### [Directions for this task]
Find how many lines below hold "every", then state that number by itself.

### [Recorded data]
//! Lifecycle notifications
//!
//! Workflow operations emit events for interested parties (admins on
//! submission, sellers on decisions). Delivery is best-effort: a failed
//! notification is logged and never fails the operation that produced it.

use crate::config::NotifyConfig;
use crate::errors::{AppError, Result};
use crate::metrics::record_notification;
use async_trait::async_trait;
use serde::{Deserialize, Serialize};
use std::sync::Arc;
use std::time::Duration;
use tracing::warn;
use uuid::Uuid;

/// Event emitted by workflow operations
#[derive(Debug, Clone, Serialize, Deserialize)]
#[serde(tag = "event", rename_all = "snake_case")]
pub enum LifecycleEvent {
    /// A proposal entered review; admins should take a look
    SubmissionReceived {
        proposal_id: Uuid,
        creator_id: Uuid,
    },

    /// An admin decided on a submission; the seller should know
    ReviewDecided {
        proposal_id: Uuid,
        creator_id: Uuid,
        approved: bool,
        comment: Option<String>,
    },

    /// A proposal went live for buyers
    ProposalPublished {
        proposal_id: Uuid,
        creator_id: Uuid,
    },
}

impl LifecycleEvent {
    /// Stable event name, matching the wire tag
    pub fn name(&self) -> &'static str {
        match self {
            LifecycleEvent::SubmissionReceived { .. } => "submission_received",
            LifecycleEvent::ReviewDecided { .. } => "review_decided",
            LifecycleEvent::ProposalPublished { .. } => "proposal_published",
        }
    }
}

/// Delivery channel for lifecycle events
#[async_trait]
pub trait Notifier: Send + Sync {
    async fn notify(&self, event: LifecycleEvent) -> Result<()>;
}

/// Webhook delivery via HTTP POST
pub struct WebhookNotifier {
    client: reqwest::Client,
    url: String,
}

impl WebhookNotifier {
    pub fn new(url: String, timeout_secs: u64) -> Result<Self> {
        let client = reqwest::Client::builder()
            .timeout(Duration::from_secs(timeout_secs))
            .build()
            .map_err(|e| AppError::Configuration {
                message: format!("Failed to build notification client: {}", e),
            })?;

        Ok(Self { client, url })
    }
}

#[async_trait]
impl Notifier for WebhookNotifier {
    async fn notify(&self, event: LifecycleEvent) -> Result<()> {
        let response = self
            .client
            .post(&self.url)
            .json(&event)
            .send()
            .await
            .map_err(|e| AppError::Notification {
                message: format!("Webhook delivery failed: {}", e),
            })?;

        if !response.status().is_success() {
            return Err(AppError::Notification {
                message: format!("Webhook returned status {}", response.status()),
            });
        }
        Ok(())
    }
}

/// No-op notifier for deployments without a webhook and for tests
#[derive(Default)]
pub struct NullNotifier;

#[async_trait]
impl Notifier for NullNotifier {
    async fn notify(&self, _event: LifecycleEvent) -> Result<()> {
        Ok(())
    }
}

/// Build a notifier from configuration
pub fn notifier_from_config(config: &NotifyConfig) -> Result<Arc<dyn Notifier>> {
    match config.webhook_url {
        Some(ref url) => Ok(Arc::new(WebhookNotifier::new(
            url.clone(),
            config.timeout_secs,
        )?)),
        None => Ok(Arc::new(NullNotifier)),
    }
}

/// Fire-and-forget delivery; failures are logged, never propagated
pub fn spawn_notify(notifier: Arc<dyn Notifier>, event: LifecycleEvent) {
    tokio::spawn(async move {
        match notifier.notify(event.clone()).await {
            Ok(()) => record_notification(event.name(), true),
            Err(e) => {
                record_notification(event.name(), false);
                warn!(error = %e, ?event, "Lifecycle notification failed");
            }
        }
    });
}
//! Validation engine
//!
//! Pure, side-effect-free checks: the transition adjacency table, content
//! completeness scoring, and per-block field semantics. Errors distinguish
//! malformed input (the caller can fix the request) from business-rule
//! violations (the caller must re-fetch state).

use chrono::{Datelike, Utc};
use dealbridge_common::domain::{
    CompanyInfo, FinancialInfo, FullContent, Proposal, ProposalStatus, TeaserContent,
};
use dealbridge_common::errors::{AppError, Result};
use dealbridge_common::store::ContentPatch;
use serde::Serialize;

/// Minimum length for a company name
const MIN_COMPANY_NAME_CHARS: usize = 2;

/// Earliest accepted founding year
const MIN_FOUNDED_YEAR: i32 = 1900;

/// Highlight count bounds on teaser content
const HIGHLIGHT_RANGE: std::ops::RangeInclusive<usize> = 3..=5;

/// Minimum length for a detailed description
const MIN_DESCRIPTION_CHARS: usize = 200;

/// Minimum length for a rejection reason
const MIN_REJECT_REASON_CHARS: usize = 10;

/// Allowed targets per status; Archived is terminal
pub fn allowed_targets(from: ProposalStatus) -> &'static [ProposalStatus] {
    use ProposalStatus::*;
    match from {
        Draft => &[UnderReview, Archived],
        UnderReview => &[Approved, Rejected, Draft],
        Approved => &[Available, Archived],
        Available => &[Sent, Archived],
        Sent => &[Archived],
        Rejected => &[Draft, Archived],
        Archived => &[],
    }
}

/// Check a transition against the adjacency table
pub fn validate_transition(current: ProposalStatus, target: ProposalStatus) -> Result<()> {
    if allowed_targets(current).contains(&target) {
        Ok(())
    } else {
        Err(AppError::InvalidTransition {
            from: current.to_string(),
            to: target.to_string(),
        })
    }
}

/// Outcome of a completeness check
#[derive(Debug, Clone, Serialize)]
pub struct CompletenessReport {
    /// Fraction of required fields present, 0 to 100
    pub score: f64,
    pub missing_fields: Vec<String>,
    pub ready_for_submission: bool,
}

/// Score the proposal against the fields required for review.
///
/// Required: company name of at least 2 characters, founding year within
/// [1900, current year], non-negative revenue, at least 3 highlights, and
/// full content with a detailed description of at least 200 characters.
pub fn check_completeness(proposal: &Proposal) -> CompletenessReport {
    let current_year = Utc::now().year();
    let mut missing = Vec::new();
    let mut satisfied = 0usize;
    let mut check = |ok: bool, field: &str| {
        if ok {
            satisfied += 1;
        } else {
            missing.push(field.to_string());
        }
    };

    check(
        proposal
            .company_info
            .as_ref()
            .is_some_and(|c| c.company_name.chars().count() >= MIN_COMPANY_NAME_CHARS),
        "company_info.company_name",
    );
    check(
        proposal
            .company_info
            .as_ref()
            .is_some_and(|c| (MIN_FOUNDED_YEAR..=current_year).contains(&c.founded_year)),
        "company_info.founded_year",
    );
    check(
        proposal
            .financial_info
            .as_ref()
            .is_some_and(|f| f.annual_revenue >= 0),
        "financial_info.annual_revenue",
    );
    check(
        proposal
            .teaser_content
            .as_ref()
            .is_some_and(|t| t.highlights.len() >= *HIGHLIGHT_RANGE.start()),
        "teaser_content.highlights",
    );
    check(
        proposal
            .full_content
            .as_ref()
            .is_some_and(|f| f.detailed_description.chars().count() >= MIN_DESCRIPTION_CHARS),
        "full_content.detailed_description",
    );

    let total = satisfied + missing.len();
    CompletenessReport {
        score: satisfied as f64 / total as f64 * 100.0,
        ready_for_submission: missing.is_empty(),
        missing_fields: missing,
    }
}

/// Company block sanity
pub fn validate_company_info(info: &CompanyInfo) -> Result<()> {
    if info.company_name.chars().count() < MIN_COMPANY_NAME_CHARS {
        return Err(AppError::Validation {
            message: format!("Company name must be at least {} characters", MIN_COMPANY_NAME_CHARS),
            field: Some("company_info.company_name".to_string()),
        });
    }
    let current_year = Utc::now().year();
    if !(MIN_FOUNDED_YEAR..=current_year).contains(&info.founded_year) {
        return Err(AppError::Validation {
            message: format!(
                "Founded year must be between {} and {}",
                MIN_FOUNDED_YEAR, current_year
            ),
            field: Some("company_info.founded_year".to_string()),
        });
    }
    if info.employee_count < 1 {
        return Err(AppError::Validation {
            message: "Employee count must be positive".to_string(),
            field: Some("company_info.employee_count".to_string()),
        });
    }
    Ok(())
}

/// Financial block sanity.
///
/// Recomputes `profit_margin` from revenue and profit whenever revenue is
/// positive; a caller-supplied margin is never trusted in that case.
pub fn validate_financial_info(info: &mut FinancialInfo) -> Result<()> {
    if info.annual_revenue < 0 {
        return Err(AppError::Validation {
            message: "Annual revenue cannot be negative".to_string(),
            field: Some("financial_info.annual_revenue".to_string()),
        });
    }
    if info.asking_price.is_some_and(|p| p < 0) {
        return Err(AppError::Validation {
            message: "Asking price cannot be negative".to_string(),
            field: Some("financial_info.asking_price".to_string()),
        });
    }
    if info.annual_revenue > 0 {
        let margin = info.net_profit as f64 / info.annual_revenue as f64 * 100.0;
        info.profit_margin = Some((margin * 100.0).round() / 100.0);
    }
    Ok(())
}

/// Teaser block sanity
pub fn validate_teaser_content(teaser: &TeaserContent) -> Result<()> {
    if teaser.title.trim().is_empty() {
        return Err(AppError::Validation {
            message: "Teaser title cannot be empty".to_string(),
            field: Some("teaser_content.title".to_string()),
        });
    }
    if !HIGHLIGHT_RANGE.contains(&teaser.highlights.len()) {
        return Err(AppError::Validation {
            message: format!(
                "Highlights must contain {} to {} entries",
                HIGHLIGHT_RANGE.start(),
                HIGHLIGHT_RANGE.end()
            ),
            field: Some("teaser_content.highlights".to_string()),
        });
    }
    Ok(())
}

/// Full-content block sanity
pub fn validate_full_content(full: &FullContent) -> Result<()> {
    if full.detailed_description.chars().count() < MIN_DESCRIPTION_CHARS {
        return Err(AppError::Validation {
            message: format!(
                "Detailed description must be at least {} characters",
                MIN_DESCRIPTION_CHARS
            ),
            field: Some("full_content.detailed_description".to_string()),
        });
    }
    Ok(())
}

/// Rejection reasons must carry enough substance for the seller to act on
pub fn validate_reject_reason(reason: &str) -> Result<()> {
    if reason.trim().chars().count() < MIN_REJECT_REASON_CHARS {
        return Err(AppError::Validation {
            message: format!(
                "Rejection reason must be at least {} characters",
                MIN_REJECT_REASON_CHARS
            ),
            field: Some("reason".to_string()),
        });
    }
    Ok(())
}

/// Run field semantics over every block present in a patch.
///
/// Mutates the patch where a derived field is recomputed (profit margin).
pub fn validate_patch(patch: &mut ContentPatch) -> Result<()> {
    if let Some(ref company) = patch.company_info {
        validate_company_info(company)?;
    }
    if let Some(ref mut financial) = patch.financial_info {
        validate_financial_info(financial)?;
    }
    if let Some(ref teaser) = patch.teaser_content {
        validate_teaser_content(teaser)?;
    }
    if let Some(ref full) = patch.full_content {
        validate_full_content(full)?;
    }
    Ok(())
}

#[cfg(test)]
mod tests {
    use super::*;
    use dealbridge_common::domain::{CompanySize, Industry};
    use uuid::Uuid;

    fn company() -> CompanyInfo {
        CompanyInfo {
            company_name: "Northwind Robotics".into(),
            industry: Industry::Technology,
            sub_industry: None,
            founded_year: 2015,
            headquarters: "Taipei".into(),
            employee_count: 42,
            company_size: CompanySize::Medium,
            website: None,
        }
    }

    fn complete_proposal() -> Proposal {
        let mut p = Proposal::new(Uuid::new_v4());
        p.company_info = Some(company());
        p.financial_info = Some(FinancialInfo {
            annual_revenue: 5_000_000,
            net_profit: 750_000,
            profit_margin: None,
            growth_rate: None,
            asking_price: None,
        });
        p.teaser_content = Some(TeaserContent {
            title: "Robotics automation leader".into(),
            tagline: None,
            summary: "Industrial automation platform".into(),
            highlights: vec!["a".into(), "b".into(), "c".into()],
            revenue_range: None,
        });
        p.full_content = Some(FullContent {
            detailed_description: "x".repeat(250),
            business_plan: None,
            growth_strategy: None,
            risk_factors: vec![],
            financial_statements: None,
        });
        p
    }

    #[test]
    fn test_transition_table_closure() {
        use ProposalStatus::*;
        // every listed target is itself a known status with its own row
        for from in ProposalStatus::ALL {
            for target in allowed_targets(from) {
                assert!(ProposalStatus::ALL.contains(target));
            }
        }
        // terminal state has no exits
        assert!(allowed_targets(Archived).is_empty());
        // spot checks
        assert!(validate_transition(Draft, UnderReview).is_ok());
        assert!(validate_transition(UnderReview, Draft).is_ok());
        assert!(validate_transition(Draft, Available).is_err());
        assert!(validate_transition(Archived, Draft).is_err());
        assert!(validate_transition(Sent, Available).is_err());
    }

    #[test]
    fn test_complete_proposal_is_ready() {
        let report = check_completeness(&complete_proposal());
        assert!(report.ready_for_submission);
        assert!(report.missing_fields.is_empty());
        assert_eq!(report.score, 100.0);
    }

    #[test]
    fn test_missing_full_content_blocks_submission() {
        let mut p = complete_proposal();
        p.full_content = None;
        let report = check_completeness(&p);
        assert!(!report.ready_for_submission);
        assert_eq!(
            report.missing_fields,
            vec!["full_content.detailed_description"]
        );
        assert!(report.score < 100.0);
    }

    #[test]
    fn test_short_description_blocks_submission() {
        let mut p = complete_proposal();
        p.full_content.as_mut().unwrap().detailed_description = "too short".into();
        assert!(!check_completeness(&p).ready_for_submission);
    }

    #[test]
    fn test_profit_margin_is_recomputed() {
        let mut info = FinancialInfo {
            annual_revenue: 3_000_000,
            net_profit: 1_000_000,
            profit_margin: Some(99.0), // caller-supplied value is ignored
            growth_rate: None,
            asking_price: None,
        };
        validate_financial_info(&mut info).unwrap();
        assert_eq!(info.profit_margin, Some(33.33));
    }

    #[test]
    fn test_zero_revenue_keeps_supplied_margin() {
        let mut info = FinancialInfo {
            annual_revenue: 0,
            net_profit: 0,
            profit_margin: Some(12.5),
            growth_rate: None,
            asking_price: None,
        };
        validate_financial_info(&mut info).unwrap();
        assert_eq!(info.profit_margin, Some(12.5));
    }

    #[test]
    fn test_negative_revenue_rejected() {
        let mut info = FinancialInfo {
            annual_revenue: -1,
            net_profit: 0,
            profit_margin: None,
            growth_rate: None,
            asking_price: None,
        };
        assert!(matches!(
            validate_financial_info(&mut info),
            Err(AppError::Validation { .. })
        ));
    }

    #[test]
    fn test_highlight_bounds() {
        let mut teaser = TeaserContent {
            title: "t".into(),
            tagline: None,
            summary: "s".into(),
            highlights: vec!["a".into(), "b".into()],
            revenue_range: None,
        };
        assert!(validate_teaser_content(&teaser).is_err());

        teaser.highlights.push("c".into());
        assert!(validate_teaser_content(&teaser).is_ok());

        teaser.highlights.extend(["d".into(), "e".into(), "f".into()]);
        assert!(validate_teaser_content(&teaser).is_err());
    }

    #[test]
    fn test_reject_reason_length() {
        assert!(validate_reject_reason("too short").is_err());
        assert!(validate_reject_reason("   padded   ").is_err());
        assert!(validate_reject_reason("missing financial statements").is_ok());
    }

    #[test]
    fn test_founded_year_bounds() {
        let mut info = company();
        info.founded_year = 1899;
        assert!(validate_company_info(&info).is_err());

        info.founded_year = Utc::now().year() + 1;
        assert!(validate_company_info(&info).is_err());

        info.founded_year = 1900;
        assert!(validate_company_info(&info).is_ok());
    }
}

### [Your response]
2